使用python scrapy爬取天氣並匯出csv檔案

2022-08-06 18:00:55

爬取xxx天氣

爬取網址：https://tianqi.2345.com/today-60038.htm

安裝

pip install scrapy

我使用的版本是scrapy 2.5

建立scray爬蟲專案

在命令列如下輸入命令

scrapy startproject name

name為專案名稱
如，scrapy startproject spider_weather
之後再輸入

scrapy genspider spider_name 域名

如，scrapy genspider changshu tianqi.2345.com

檢視資料夾

- spider_weather
   - spider
       - __init__.py
       - changshu.py
   - __init__.py
   - items.py
   - middlewares.py
   - pipelines.py
   - settings.py
- scrapy.cfg

檔案說明

名稱	作用
scrapy.cfg	專案的設定資訊，主要為Scrapy命令列工具提供一個基礎的設定資訊。

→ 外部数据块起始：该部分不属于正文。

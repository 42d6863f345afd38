//! O(1) dirty state counters for the change tracker.

use super::DirtyBits;

/// Tracks counts of dirty prims by category for O(1) queries.
///
/// Updated incrementally whenever a prim's bits change.
#[derive(Debug, Clone, Default)]
pub struct DirtyCounters {
    /// Prims with a topology change pending.
    topology_dirty: u32,
    /// Prims with any primvar (points included) pending.
    primvar_dirty: u32,
    /// Prims with any bit at all.
    any_dirty: u32,
}

impl DirtyCounters {
    pub fn new() -> Self {
        Self::default()
    }

    /// Record a prim's bits going from `old` to `new`.
    pub fn on_change(&mut self, old: DirtyBits, new: DirtyBits) {
        fn step(counter: &mut u32, was: bool, is: bool) {
            match (was, is) {
                (false, true) => *counter += 1,
                (true, false) => *counter = counter.saturating_sub(1),
                _ => {}
            }
        }
        step(&mut self.any_dirty, !old.is_empty(), !new.is_empty());
        step(
            &mut self.topology_dirty,
            old.is_topology_dirty(),
            new.is_topology_dirty(),
        );
        step(
            &mut self.primvar_dirty,
            old.is_any_primvar_dirty(),
            new.is_any_primvar_dirty(),
        );
    }

    #[inline]
    pub fn has_any_dirty(&self) -> bool {
        self.any_dirty > 0
    }

    pub fn summary(&self) -> DirtySummary {
        DirtySummary {
            topology_dirty: self.topology_dirty,
            primvar_dirty: self.primvar_dirty,
            any_dirty: self.any_dirty,
        }
    }
}

/// Snapshot of [`DirtyCounters`].
#[derive(Debug, Clone, Copy, Default, PartialEq, Eq)]
pub struct DirtySummary {
    pub topology_dirty: u32,
    pub primvar_dirty: u32,
    pub any_dirty: u32,
}
use std::fmt;
use std::sync::Arc;

/// Stable, path-like identity of a scene primitive (e.g. `/World/Mesh_0`).
///
/// Cheap to clone; the string is shared.
#[derive(Debug, Clone, PartialEq, Eq, Hash, PartialOrd, Ord)]
pub struct PrimId(Arc<str>);

impl PrimId {
    pub fn new(path: impl AsRef<str>) -> Self {
        Self(Arc::from(path.as_ref()))
    }

    pub fn as_str(&self) -> &str {
        &self.0
    }

    /// Last path component.
    pub fn name(&self) -> &str {
        self.0.rsplit('/').next().unwrap_or(&self.0)
    }
}

impl fmt::Display for PrimId {
    fn fmt(&self, f: &mut fmt::Formatter<'_>) -> fmt::Result {
        f.write_str(&self.0)
    }
}

impl From<&str> for PrimId {
    fn from(path: &str) -> Self {
        Self::new(path)
    }
}

impl From<String> for PrimId {
    fn from(path: String) -> Self {
        Self(Arc::from(path))
    }
}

（真正爬蟲相關的設定資訊在settings.py檔案中）
items.py	設定資料儲存模板，用於結構化資料，如：Django的Model
pipelines	資料處理行為，如：一般結構化的資料持久化
settings.py	組態檔，如：遞迴的層數、並行數，延遲下載等
spiders	爬蟲目錄，如：建立檔案，編寫爬蟲規則

開始爬蟲

1.在spiders資料夾裡面對自己建立的爬蟲檔案進行資料爬取、如在此案例中的spiders/changshu.py

程式碼演示如下

import scrapy

class ChangshuSpider(scrapy.Spider):
    name = 'changshu'
    allowed_domains = ['tianqi.2345.com']
    start_urls = ['https://tianqi.2345.com/today-60038.htm']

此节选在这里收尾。